Transition away from industrial meat and dairy redirect support to smallholder systems

Lady with goats as an example of agroecology
Used under creative commons license from ilri

The Issue

We cannot address climate change without reducing the production and consumption of industrial meat and dairy.

Industrial livestock is a major cause of climate change

  • The global food system accounts for 29 percent of today’s global greenhouse gas (GHG) emissions, say scientists, with meat and dairy responsible for most of it.
  • Livestock now generate more GHG emissions than all the world’s transport combined. Nearly half is in the form of methane, a gas 30 times more effective than carbon dioxide at trapping heat in our atmosphere but quick to disappear once we stop producing it. 
  • 80 percent of the current growth of the global meat and dairy industry comes from the expansion of factory farms, hastened by corporate consolidation and vertical integration across the world. In 2015, just five companies (JBS, Tyson, Cargill, National Beef and Marfrig) accounted for 20 percent of the world beef production.
  • If we did everything currently prescribed to stop climate change (stop extracting and burning fossil fuels, convert to renewable energies, etc.) except cut back on industrial meat, the planet would still be in danger of the ‘cataclysmic’ warming scenario of 4ºC by the end of the century.

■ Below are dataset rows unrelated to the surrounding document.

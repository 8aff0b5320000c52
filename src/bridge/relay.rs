//! Minecraft to Discord relay and send feedback.

use fancy_regex::Regex;
use tracing::{debug, warn};

use crate::bridge::filter::{FilterDirection, MessageFilter};
use crate::common::error::DiscordResult;
use crate::common::messages::{ChatMessage, DiscordOrigin, MessageType};
use crate::common::types::ChannelKind;
use crate::discord::channel::{DiscordChannel, WebhookPayload};
use crate::discord::translator::ContentTranslator;
use crate::game::formatter::{FormatContext, MessageFormatter};
use crate::game::sender::SendOutcome;

pub const DELIVERED_REACTION: &str = "✅";
pub const REJECTED_REACTION: &str = "❌";
pub const BLOCKED_REACTION: &str = "⚠️";

/// System lines worth showing in the guild channel.
const GUILD_NOTICE_PATTERNS: [&str; 4] = [
    r"^Guild > \w{1,16} (?:joined|left)\.$",
    r"^(?:\[[^\]]+\] )?\w{1,16} (?:joined|left) the guild!$",
    r"^(?:\[[^\]]+\] )?\w{1,16} was kicked from the guild by (?:\[[^\]]+\] )?\w{1,16}!$",
    r"^(?:\[[^\]]+\] )?\w{1,16} was (?:promoted|demoted) from .+ to .+$",
];

/// Decides which game lines reach Discord and renders them.
pub struct RelayPolicy {
    notices: Vec<Regex>,
    filter: MessageFilter,
    fallback: MessageFormatter,
}

impl RelayPolicy {
    pub fn new(filter: MessageFilter, fallback: MessageFormatter) -> Self {
        let notices = GUILD_NOTICE_PATTERNS
            .iter()
            // Constant patterns; failing to compile is a bug.
            .map(|p| Regex::new(p).expect("guild notice pattern compiles"))
            .collect();
        Self {
            notices,
            filter,
            fallback,
        }
    }

    pub fn filter(&self) -> &MessageFilter {
        &self.filter
    }

    fn is_guild_notice(&self, text: &str) -> bool {
        self.notices
            .iter()
            .any(|p| p.is_match(text).unwrap_or(false))
    }

    /// Channel a game line should be relayed to, if any.
    pub fn target(&self, message: &ChatMessage) -> Option<ChannelKind> {
        if message.is_from_self || message.is_spam || message.is_blocked {
            return None;
        }

        let kind = match message.message_type {
            Some(MessageType::Guild) => ChannelKind::Guild,
            Some(MessageType::Officer) => ChannelKind::Officer,
            Some(_) => return None,
            None if self.is_guild_notice(&message.cleaned_text) => ChannelKind::Guild,
            None => return None,
        };

        let text = if message.is_system() {
            &message.cleaned_text
        } else {
            &message.content
        };
        if let Some(pattern) = self
            .filter
            .blocking_pattern(FilterDirection::MinecraftToDiscord, text)
        {
            debug!(pattern, "Filtered game line: {}", message.cleaned_text);
            return None;
        }

        Some(kind)
    }

    /// Post a game line to `channel`.
    ///
    /// Player lines go through the webhook under the player's name; if that
    /// fails the bot posts them with the fallback format.
    pub async fn deliver(
        &self,
        channel: &dyn DiscordChannel,
        translator: &ContentTranslator,
        message: &ChatMessage,
    ) -> DiscordResult<()> {
        let directory = channel.directory();

        let Some(ign) = message.author_ign() else {
            let content = translator.minecraft_to_discord(&message.cleaned_text, &directory);
            return channel.send_via_bot(&content).await;
        };

        let content = translator.minecraft_to_discord(&message.content, &directory);
        if content.trim().is_empty() {
            return Ok(());
        }

        let payload = WebhookPayload::for_player(ign, content.clone());
        match channel.send_via_webhook(&payload).await {
            Ok(()) => Ok(()),
            Err(e) => {
                warn!("Webhook send to {} failed, using bot: {}", channel.id(), e);
                let mut context = FormatContext::new(ign, content);
                if let Some(rank) = message.author.as_ref().and_then(|a| a.guild_rank.clone()) {
                    context = context.with_rank(rank);
                }
                channel.send_via_bot(&self.fallback.format(&context)).await
            }
        }
    }
}

/// React to the Discord message a send came from, with a notice on failure.
pub async fn report_outcome(
    channel: &dyn DiscordChannel,
    origin: DiscordOrigin,
    outcome: SendOutcome,
) -> DiscordResult<()> {
    match outcome {
        SendOutcome::Delivered | SendOutcome::Unconfirmed => {
            channel.react(origin.message_id, DELIVERED_REACTION).await
        }
        SendOutcome::Rejected => {
            channel.react(origin.message_id, REJECTED_REACTION).await?;
            channel
                .send_via_bot("That message was rejected in game as a duplicate. Try rewording it.")
                .await
        }
        SendOutcome::Blocked => {
            channel.react(origin.message_id, BLOCKED_REACTION).await?;
            channel
                .send_via_bot(&format!(
                    "<@{}> your message was blocked by the in-game chat filter.",
                    origin.author_id
                ))
                .await
        }
        SendOutcome::NotConnected => channel.react(origin.message_id, REJECTED_REACTION).await,
    }
}

#[cfg(test)]
mod tests {
    use std::sync::Arc;

    use super::*;
    use crate::common::directory::StaticPlayerDirectory;
    use crate::discord::channel::testing::{Delivery, FakeChannel};
    use crate::game::parser::ChatLineParser;

    fn parse(line: &str) -> ChatMessage {
        ChatLineParser::new("BridgeBot", Arc::new(StaticPlayerDirectory::new(vec![]))).parse(line)
    }

    fn policy() -> RelayPolicy {
        RelayPolicy::new(
            MessageFilter::new(&["(?i)discord\\.gg".to_string()], &[]),
            MessageFormatter::minecraft_to_discord_default(),
        )
    }

    #[test]
    fn test_targets() {
        let policy = policy();
        assert_eq!(policy.target(&parse("Guild > Steve [Member]: hi")), Some(ChannelKind::Guild));
        assert_eq!(policy.target(&parse("Officer > Steve: hi")), Some(ChannelKind::Officer));
        assert_eq!(policy.target(&parse("Party > Steve: hi")), None);
        assert_eq!(policy.target(&parse("Guild > BridgeBot: echo")), None);
        assert_eq!(policy.target(&parse("Guild > Steve joined.")), Some(ChannelKind::Guild));
        assert_eq!(policy.target(&parse("[MVP+] Alex joined the guild!")), Some(ChannelKind::Guild));
        assert_eq!(policy.target(&parse("You cannot say the same message twice!")), None);
        assert_eq!(policy.target(&parse("Guild > Steve: join discord.gg/abc")), None);
    }

    #[tokio::test]
    async fn test_webhook_with_bot_fallback() {
        let policy = policy();
        let translator = ContentTranslator::new();
        let channel = FakeChannel::new(10);
        let message = parse("Guild > Steve [Member]: hello *world*");

        policy.deliver(&channel, &translator, &message).await.unwrap();
        *channel.fail_webhook.lock().unwrap() = true;
        policy.deliver(&channel, &translator, &message).await.unwrap();

        let deliveries = channel.deliveries();
        match &deliveries[0] {
            Delivery::Webhook(payload) => {
                assert_eq!(payload.username, "Steve");
                assert_eq!(payload.content, "hello \\*world\\*");
            }
            other => panic!("unexpected {:?}", other),
        }
        assert_eq!(deliveries[1], Delivery::Bot("**Steve**: hello \\*world\\*".to_string()));
    }

    #[tokio::test]
    async fn test_blocked_notice_mentions_author() {
        let channel = FakeChannel::new(10);
        let origin = DiscordOrigin {
            channel_id: 10,
            message_id: 99,
            author_id: 7,
        };
        report_outcome(&channel, origin, SendOutcome::Blocked).await.unwrap();
        let deliveries = channel.deliveries();
        assert_eq!(
            deliveries[0],
            Delivery::Reaction { message_id: 99, emoji: BLOCKED_REACTION.to_string() }
        );
        match &deliveries[1] {
            Delivery::Bot(text) => assert!(text.starts_with("<@7>")),
            other => panic!("unexpected {:?}", other),
        }
    }
}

To be clear, the problem is industrial meat and dairy

  • Industrial livestock production is responsible for massive GHG emissions from fossil fuels, fertilizers, manure and large-scale deforestation and land degradation.
  • It generates numerous other impacts including environmental pollution, exploitation of workers, destruction of small family farms, abuse of millions of animals and global health emergencies, such as antibiotic resistance and avian flu.
  • Technological fixes could reduce no more than 30 percent of current livestock emissions, according to the most optimistic FAO scenario. A system change is imperative.
  • Industrial meat and milk is kept artificially cheap through public funds and policies that externalize their real costs and prop up a continuous cycle of surplus production and trade.
  • Cutting production of industrial meat is therefore essential to tackling the climate crisis, including by changing demand-side dynamics that stress improved diets and reducing food waste.

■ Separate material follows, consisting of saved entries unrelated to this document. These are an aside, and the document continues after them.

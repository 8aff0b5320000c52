//! Online-mode login: key exchange and session server join.

use rand::RngCore;
use rsa::pkcs8::DecodePublicKey;
use rsa::{Pkcs1v15Encrypt, RsaPublicKey};
use serde::Serialize;
use sha1::{Digest, Sha1};
use tracing::debug;

use crate::common::error::{ProtocolError, ProtocolResult};

pub const SESSION_JOIN_URL: &str = "https://sessionserver.mojang.com/session/minecraft/join";

/// Fresh 16-byte AES shared secret.
pub fn generate_shared_secret() -> [u8; 16] {
    let mut secret = [0u8; 16];
    rand::thread_rng().fill_bytes(&mut secret);
    secret
}

/// Server hash sent to the session server.
///
/// SHA-1 over server id, shared secret and public key, printed as a signed
/// (two's complement) hex number without leading zeros.
pub fn server_hash(server_id: &str, shared_secret: &[u8], public_key: &[u8]) -> String {
    let mut hasher = Sha1::new();
    hasher.update(server_id.as_bytes());
    hasher.update(shared_secret);
    hasher.update(public_key);
    let digest: [u8; 20] = hasher.finalize().into();
    signed_hex_digest(digest)
}

fn signed_hex_digest(mut digest: [u8; 20]) -> String {
    let negative = digest[0] & 0x80 != 0;
    if negative {
        // Two's complement negation: invert and add one.
        let mut carry = true;
        for byte in digest.iter_mut().rev() {
            let (value, overflow) = (!*byte).overflowing_add(carry as u8);
            *byte = value;
            carry = overflow;
        }
    }

    let hex: String = digest.iter().map(|b| format!("{:02x}", b)).collect();
    let trimmed = hex.trim_start_matches('0');
    let trimmed = if trimmed.is_empty() { "0" } else { trimmed };
    if negative {
        format!("-{}", trimmed)
    } else {
        trimmed.to_string()
    }
}

/// RSA-encrypt `data` (PKCS#1 v1.5) with the server's DER public key.
pub fn encrypt_with_public_key(public_key_der: &[u8], data: &[u8]) -> ProtocolResult<Vec<u8>> {
    let key = RsaPublicKey::from_public_key_der(public_key_der).map_err(|e| {
        ProtocolError::EncryptionError {
            message: format!("invalid server public key: {}", e),
        }
    })?;
    key.encrypt(&mut rand::thread_rng(), Pkcs1v15Encrypt, data)
        .map_err(|e| ProtocolError::EncryptionError {
            message: e.to_string(),
        })
}

#[derive(Serialize)]
#[serde(rename_all = "camelCase")]
struct JoinRequest<'a> {
    access_token: &'a str,
    selected_profile: &'a str,
    server_id: &'a str,
}

/// Joins servers on behalf of one account.
#[derive(Debug, Clone)]
pub struct SessionAuthenticator {
    http: reqwest::Client,
    access_token: String,
    /// Profile UUID without dashes.
    profile_id: String,
}

impl SessionAuthenticator {
    pub fn new(access_token: impl Into<String>, profile_id: impl Into<String>) -> Self {
        Self {
            http: reqwest::Client::new(),
            access_token: access_token.into(),
            profile_id: profile_id.into().replace('-', ""),
        }
    }

    /// Announce the join to the session server.
    pub async fn join(&self, server_hash: &str) -> ProtocolResult<()> {
        debug!(profile = %self.profile_id, "Joining session server");
        let response = self
            .http
            .post(SESSION_JOIN_URL)
            .json(&JoinRequest {
                access_token: &self.access_token,
                selected_profile: &self.profile_id,
                server_id: server_hash,
            })
            .send()
            .await
            .map_err(|e| ProtocolError::AuthFailed {
                reason: e.to_string(),
            })?;

        let status = response.status();
        if status.is_success() {
            return Ok(());
        }

        let body = response.text().await.unwrap_or_default();
        Err(ProtocolError::AuthFailed {
            reason: format!("session server returned {}: {}", status, body),
        })
    }
}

Consumption must be addressed

  • The global rise in meat and dairy consumption is projected to grow by 76 and 65 percent respectively by 2050. If not dramatically reduced, this would result in eating up the entire climate emissions budget set for 2050 in the Paris Agreement.
  • Per capita meat consumption continues to be highest in North America, Brazil and the EU and is growing rapidly in Asia. If countries with excessive per capita consumption limited consumption to the World Health Organisation’s recommended level, global GHG emissions would decline by 40 percent.
  • Most countries in the Global South have low levels of per capita meat and dairy consumption, but their urban middle classes are increasingly adhering to Western-style diets, including excessive meat and dairy. Foreign food companies, fast food chains and supermarkets target these countries for growth.

And yet, small-scale farmers, herders and pastoralists are often blamed

  • Corporate lobby groups, scientists and development agencies often paint small-scale livestock holders in poor countries as the climate culprits because of their animals’ low “efficiency” in converting calories to meat or milk on a per capita basis
  • Yet, a narrow focus on efficiency and emissions intensity ignores the multiple benefits of mixed, multifunctional and biodiverse small-scale livestock production systems. These include improving soil health, greater climatic resilience and other positive environmental and public health benefits. 
  • Small-scale meat and dairy production is already well tailored to local food systems that support the moderate meat and dairy consumption levels that the rest of the world must achieve.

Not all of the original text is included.